Here, the function \(f\left( {x,y} \right) \) is equivalent to a matching function. For example in object detection, when the overlap of an object and a bounding box is higher, the value of the function is greater. Therefore, we output y that maximizes the value of \(f\left( {x,y} \right) \).

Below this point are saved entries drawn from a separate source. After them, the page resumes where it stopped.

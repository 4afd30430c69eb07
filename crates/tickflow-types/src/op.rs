//! Operation types: identity, configuration, and persisted results.
//!
//! An op is one durable unit inside a run. During discovery it exists as an
//! in-flight record owned by the engine (see `tickflow-core`); once resolved
//! it is persisted as an `OpResult` keyed by its hashed id. The identity
//! invariant is `op_id.hashed = hash(id, index)` where `index` counts
//! occurrences of the same human-assigned id within one run.

use chrono::{DateTime, Utc};
use serde::{Deserialize, Serialize};
use serde_json::Value;
use uuid::Uuid;

use crate::error::JsonError;

// ---------------------------------------------------------------------------
// Identity
// ---------------------------------------------------------------------------

/// Deterministic identity of an op within a run.
#[derive(Debug, Clone, PartialEq, Eq, Serialize, Deserialize)]
pub struct OpId {
    /// Storage key: hash of `id` and `index`.
    pub hashed: String,
    /// Human-assigned op id (e.g. "charge-card").
    pub id: String,
    /// Occurrence index of `id` within the run (0 for the first use).
    pub index: u32,
}

// ---------------------------------------------------------------------------
// Configuration
// ---------------------------------------------------------------------------

/// When an op's handler runs relative to its discovery.
#[derive(Debug, Clone, Copy, PartialEq, Eq, Serialize, Deserialize)]
#[serde(rename_all = "snake_case")]
pub enum OpMode {
    /// Executed synchronously when first discovered.
    Immediate,
    /// Persisted as a plan; resolved later by a queue wakeup.
    Scheduled,
}

/// The kind of work an op represents.
#[derive(Debug, Clone, PartialEq, Serialize, Deserialize)]
#[serde(tag = "kind", rename_all = "snake_case")]
pub enum OpKind {
    /// Run a unit of user work.
    Run,
    /// Suspend until a wall-clock instant.
    Sleep { until: DateTime<Utc> },
    /// Suspend until an external signal arrives (or the timeout fires).
    WaitForSignal { signal: String, timeout_ms: u64 },
    /// Start a child run and suspend until it finishes (or times out).
    InvokeWorkflow {
        workflow: String,
        #[serde(default)]
        input: Value,
        timeout_ms: u64,
    },
    /// Synthesized workflow-level result of the whole run.
    Workflow,
}

/// Full op configuration: kind plus execution mode.
#[derive(Debug, Clone, PartialEq, Serialize, Deserialize)]
pub struct OpConfig {
    #[serde(flatten)]
    pub kind: OpKind,
    pub mode: OpMode,
}

impl OpConfig {
    pub fn run() -> Self {
        Self {
            kind: OpKind::Run,
            mode: OpMode::Immediate,
        }
    }

    pub fn sleep(until: DateTime<Utc>) -> Self {
        Self {
            kind: OpKind::Sleep { until },
            mode: OpMode::Scheduled,
        }
    }

    pub fn wait_for_signal(signal: impl Into<String>, timeout_ms: u64) -> Self {
        Self {
            kind: OpKind::WaitForSignal {
                signal: signal.into(),
                timeout_ms,
            },
            mode: OpMode::Scheduled,
        }
    }

    pub fn invoke_workflow(workflow: impl Into<String>, input: Value, timeout_ms: u64) -> Self {
        Self {
            kind: OpKind::InvokeWorkflow {
                workflow: workflow.into(),
                input,
                timeout_ms,
            },
            mode: OpMode::Scheduled,
        }
    }

    pub fn workflow() -> Self {
        Self {
            kind: OpKind::Workflow,
            mode: OpMode::Immediate,
        }
    }

    /// Short lowercase label for the kind ("run", "sleep", ...).
    pub fn kind_label(&self) -> &'static str {
        match self.kind {
            OpKind::Run => "run",
            OpKind::Sleep { .. } => "sleep",
            OpKind::WaitForSignal { .. } => "wait_for_signal",
            OpKind::InvokeWorkflow { .. } => "invoke_workflow",
            OpKind::Workflow => "workflow",
        }
    }
}

// ---------------------------------------------------------------------------
// Outcomes
// ---------------------------------------------------------------------------

/// The persisted resolution state of an op.
#[derive(Debug, Clone, PartialEq, Serialize, Deserialize)]
#[serde(tag = "status", rename_all = "snake_case")]
pub enum OpOutcome {
    /// The op finished and produced an output value.
    Success { output: Value },
    /// The op failed. Retry eligibility lives on the error itself.
    Error { error: JsonError },
    /// Discovered, not yet resolved; awaiting an external event.
    Plan,
}

impl OpOutcome {
    /// A settled outcome is never overwritten by a plain `set_op`.
    ///
    /// Success and non-retryable errors are settled; a plan or a retryable
    /// error may still be replaced by a later resolution.
    pub fn is_settled(&self) -> bool {
        match self {
            OpOutcome::Success { .. } => true,
            OpOutcome::Error { error } => !error.can_retry,
            OpOutcome::Plan => false,
        }
    }

    pub fn is_plan(&self) -> bool {
        matches!(self, OpOutcome::Plan)
    }
}

/// A persisted op result: the durable ledger entry for one op.
#[derive(Debug, Clone, PartialEq, Serialize, Deserialize)]
pub struct OpResult {
    pub config: OpConfig,
    pub op_id: OpId,
    pub outcome: OpOutcome,
    pub run_id: Uuid,
    pub workflow_id: String,
}

// ---------------------------------------------------------------------------
// Tests
// ---------------------------------------------------------------------------

#[cfg(test)]
mod tests {
    use super::*;
    use serde_json::json;

    #[test]
    fn op_config_serializes_with_flattened_kind() {
        let config = OpConfig::wait_for_signal("payment.confirmed", 60_000);
        let json = serde_json::to_value(&config).unwrap();
        assert_eq!(json["kind"], "wait_for_signal");
        assert_eq!(json["signal"], "payment.confirmed");
        assert_eq!(json["mode"], "scheduled");
    }

    #[test]
    fn settled_rules() {
        assert!(OpOutcome::Success { output: json!(1) }.is_settled());
        assert!(!OpOutcome::Plan.is_settled());
        assert!(
            !OpOutcome::Error {
                error: JsonError::new("Error", "transient")
            }
            .is_settled()
        );
        assert!(
            OpOutcome::Error {
                error: JsonError::non_retryable("Error", "fatal")
            }
            .is_settled()
        );
    }

    #[test]
    fn op_result_round_trips() {
        let result = OpResult {
            config: OpConfig::run(),
            op_id: OpId {
                hashed: "abc123".to_string(),
                id: "charge".to_string(),
                index: 0,
            },
            outcome: OpOutcome::Success {
                output: json!({"amount": 42}),
            },
            run_id: Uuid::now_v7(),
            workflow_id: "billing".to_string(),
        };
        let json = serde_json::to_string(&result).unwrap();
        let back: OpResult = serde_json::from_str(&json).unwrap();
        assert_eq!(back, result);
    }

    #[test]
    fn kind_labels() {
        assert_eq!(OpConfig::run().kind_label(), "run");
        assert_eq!(OpConfig::sleep(Utc::now()).kind_label(), "sleep");
        assert_eq!(
            OpConfig::invoke_workflow("child", json!(null), 1000).kind_label(),
            "invoke_workflow"
        );
    }
}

Our new algorithm JKSE+ is given as follows:

Algorithm 1

  1. (1)

    Given a training set \(T = \left\{ {\left( {{x_1},x_1^*,{y_1}} \right) ,...,\left( {{x_l},x_l^*,{y_l}} \right) } \right\} \) where \({x_i} \in \mathcal {X}\), \({x_i^*} \in \mathcal{X^*}\), \({y} \in \mathcal {Y}\), \(i = 1,..,l\);

  2. (2)

    Choose the appropriate kernel function \(K\left( {u,v} \right) \), \({K^*}\left( {u',v'} \right) \) and penalty parameters \({v> 0,\gamma > 0}\);

  3. (3)

    Construct and solve convex quadratic programming problem:

    $$\begin{aligned} \begin{array}{l} \mathop {\max }\limits _{\alpha ,\delta } - \frac{1}{{2vl}}\sum \limits _{i = 1}^l {\sum \limits _{j = 1}^l {{\alpha _i}{\alpha _j}} K\left( {\left( {{x_i},{y_i}} \right) \!,\left( {{x_j},{y_j}} \right) } \right) } \\ \qquad - \sum \limits _{i = 1}^l {\sum \limits _{j = 1}^l {\frac{1}{{2\gamma }}\left( {{\alpha _i} - {\delta _i}} \right) {K^*}\left( {\left( {x_i^*,{y_i}} \right) \!,\left( {x_j^*,{y_j}} \right) } \right) \left( {{\alpha _j} - {\delta _j}} \right) } } \\ s.t.\quad \mathrm{{ }}\sum \limits _{i = 1}^l {{\alpha _i} = vl,\quad \mathrm{{ }}{\alpha _i} \ge 0}, \\ \qquad \; \mathrm{{ }}\sum \limits _{i = 1}^l {{\delta _i}} = vl, \quad \mathrm{{ 0}} \le {\delta _i} \le 1. \end{array} \end{aligned}$$

    get the solution \({\left( {{\alpha ^*},{\delta ^*}} \right) = \left( {\alpha _1^*,...\alpha _l^*,\delta _1^*,...,\delta _l^*} \right) }\).

  4. (4)

    Construct decision function:

    $$\begin{aligned} y = g\left( x \right) = \mathop {\arg \max }\limits _{y \in \mathcal Y} f\left( {x,y} \right) = \mathop {\arg \max }\limits _{y \in \mathcal Y} \sum \limits _{i = 1}^l {\alpha _i^*K\left( {\left( {{x_i},{y_i}} \right) \!,\left( {x,y} \right) } \right) }. \end{aligned}$$

4 Experiments

In this section, we apply our new method to the problem of object detection. In object detection, given a set of pictures, we hope to learn a mapping \(g:\mathcal X \rightarrow \mathcal Y\), when inputing a picture, we can get the object’s position in the picture by mapping g. Obviously, it is a typical one of structured learning and can be solved by our new method. Some experiments are made in this section.

4.1 Dataset

We use dataset Caltech-UCSD Birds 2011 (CUB-2011) [12] to evaluate our algorithm. This dataset contains two hundred species of birds, each of which has sixty pictures. Each picture contains only one bird, the bird’s position in the picture is indicated by a bounding box. In addition, this dataset provides privilege information, including the bird’s attribute information for each image described as a 312-dimensional vector and segmentation masks.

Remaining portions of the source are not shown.